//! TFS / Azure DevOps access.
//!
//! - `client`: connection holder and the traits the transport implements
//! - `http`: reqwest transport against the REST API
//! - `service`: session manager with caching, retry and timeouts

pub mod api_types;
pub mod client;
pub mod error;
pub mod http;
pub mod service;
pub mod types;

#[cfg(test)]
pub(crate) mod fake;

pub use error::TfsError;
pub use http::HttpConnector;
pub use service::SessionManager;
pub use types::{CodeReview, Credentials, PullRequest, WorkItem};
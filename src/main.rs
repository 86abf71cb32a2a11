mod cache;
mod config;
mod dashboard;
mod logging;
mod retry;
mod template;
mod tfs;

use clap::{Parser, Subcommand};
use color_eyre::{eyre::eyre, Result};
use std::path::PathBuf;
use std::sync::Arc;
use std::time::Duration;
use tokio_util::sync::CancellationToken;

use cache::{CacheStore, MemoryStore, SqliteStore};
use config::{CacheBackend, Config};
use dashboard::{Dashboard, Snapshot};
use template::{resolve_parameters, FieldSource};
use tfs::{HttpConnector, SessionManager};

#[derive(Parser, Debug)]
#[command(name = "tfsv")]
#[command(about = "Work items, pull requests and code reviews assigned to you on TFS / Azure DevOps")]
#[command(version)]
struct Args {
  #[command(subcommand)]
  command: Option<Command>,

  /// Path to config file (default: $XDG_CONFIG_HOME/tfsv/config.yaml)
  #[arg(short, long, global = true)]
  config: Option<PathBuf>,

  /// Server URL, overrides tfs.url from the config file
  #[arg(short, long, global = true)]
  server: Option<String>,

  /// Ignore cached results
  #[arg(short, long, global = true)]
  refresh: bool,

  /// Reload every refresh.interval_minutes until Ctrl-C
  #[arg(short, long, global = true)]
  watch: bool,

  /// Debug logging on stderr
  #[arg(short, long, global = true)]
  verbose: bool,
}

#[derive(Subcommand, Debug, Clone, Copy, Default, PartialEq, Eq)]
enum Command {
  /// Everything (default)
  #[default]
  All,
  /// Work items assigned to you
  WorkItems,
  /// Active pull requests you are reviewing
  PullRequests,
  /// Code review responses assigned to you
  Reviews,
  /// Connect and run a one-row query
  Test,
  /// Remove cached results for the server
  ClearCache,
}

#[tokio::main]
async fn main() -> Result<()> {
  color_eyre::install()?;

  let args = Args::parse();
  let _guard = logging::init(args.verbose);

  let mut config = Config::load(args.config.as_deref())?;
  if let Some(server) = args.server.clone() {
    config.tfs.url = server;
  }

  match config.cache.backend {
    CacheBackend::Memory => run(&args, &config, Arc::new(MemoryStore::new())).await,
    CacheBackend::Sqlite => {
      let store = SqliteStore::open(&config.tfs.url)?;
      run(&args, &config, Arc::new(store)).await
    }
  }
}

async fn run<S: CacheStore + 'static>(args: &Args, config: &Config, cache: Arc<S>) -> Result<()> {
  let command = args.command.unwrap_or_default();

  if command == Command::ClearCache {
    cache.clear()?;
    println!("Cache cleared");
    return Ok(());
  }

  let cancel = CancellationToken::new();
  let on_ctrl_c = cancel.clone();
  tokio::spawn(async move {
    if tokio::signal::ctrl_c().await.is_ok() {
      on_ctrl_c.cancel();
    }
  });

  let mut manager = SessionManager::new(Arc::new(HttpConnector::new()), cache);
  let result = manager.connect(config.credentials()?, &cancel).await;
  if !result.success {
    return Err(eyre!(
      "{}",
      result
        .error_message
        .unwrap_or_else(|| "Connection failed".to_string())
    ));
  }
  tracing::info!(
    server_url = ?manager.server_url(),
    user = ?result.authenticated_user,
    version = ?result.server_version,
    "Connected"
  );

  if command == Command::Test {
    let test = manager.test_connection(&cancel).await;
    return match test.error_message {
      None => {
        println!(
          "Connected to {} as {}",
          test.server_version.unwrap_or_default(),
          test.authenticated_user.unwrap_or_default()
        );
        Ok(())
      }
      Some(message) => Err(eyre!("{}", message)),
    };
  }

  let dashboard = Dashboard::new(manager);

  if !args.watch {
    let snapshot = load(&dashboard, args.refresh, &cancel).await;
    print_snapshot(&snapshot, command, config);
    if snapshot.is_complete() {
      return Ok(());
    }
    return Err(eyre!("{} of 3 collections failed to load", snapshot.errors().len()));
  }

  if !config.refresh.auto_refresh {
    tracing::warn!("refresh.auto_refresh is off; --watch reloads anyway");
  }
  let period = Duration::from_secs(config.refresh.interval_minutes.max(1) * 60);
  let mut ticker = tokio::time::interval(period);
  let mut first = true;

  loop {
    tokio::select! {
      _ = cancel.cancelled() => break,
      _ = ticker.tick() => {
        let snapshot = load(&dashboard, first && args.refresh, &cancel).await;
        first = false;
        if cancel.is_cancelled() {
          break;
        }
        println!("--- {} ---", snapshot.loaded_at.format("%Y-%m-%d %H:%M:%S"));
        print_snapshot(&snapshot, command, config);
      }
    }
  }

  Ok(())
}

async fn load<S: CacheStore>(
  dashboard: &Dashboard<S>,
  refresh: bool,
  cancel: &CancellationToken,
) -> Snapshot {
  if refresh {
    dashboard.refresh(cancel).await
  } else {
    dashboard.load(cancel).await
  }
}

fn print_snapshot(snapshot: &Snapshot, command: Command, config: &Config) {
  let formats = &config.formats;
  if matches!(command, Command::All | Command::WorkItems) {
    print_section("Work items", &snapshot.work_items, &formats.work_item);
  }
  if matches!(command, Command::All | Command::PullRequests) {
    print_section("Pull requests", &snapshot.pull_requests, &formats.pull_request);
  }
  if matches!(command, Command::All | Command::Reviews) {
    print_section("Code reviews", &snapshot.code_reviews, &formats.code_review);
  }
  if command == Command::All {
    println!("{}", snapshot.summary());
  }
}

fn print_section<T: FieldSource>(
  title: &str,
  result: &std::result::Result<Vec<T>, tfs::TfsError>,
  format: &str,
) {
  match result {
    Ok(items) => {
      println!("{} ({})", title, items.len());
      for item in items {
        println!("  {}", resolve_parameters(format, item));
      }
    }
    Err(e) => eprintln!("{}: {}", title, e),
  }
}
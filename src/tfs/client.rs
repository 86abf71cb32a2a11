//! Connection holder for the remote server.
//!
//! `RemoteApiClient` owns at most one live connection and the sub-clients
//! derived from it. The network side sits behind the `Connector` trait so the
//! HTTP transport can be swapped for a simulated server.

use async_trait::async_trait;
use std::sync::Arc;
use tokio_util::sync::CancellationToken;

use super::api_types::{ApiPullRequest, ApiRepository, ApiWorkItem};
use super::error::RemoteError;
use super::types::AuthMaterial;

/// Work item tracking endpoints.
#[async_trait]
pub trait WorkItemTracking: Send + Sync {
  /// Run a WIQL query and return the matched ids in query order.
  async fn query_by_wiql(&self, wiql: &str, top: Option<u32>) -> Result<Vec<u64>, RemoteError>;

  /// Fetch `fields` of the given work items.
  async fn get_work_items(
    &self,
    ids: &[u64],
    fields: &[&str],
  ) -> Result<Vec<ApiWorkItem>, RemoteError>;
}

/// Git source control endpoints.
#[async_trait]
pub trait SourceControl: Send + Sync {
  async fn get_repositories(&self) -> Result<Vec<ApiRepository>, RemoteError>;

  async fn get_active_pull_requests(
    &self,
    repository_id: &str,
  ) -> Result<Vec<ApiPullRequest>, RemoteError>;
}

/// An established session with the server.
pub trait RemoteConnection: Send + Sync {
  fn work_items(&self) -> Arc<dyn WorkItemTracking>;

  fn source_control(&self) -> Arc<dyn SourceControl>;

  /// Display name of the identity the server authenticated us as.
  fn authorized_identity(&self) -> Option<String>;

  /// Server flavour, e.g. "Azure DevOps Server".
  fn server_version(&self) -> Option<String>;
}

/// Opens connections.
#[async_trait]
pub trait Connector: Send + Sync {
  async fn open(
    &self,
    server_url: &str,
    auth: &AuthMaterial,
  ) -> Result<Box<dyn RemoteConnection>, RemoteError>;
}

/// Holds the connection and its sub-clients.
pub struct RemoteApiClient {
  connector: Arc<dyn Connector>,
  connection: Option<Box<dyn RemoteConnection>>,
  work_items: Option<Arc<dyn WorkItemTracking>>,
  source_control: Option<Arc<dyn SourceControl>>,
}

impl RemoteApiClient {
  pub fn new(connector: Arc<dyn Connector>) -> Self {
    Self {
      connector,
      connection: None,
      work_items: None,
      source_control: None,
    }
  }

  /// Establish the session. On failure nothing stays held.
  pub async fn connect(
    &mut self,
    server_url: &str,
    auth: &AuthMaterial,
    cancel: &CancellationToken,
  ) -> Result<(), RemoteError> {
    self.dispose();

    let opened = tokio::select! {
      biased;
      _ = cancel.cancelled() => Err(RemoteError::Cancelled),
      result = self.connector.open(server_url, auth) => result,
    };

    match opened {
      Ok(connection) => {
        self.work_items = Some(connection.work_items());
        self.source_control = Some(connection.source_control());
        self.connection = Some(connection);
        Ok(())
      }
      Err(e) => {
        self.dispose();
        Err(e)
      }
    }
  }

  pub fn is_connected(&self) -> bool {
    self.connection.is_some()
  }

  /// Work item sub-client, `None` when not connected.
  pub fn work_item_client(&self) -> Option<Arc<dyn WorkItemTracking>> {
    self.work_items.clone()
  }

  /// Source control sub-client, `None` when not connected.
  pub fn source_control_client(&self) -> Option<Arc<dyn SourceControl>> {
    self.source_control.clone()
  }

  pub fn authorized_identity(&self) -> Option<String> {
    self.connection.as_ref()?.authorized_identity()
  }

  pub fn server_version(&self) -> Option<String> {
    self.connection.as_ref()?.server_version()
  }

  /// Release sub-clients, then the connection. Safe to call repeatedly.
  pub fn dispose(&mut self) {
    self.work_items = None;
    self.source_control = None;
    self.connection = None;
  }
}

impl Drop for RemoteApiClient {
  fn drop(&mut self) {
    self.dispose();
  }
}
=======
• Work task
A complete answer gives every line of the records holding "Parser".

• Result for this exercise
use clap::{Parser, Subcommand};
#[derive(Parser, Debug)]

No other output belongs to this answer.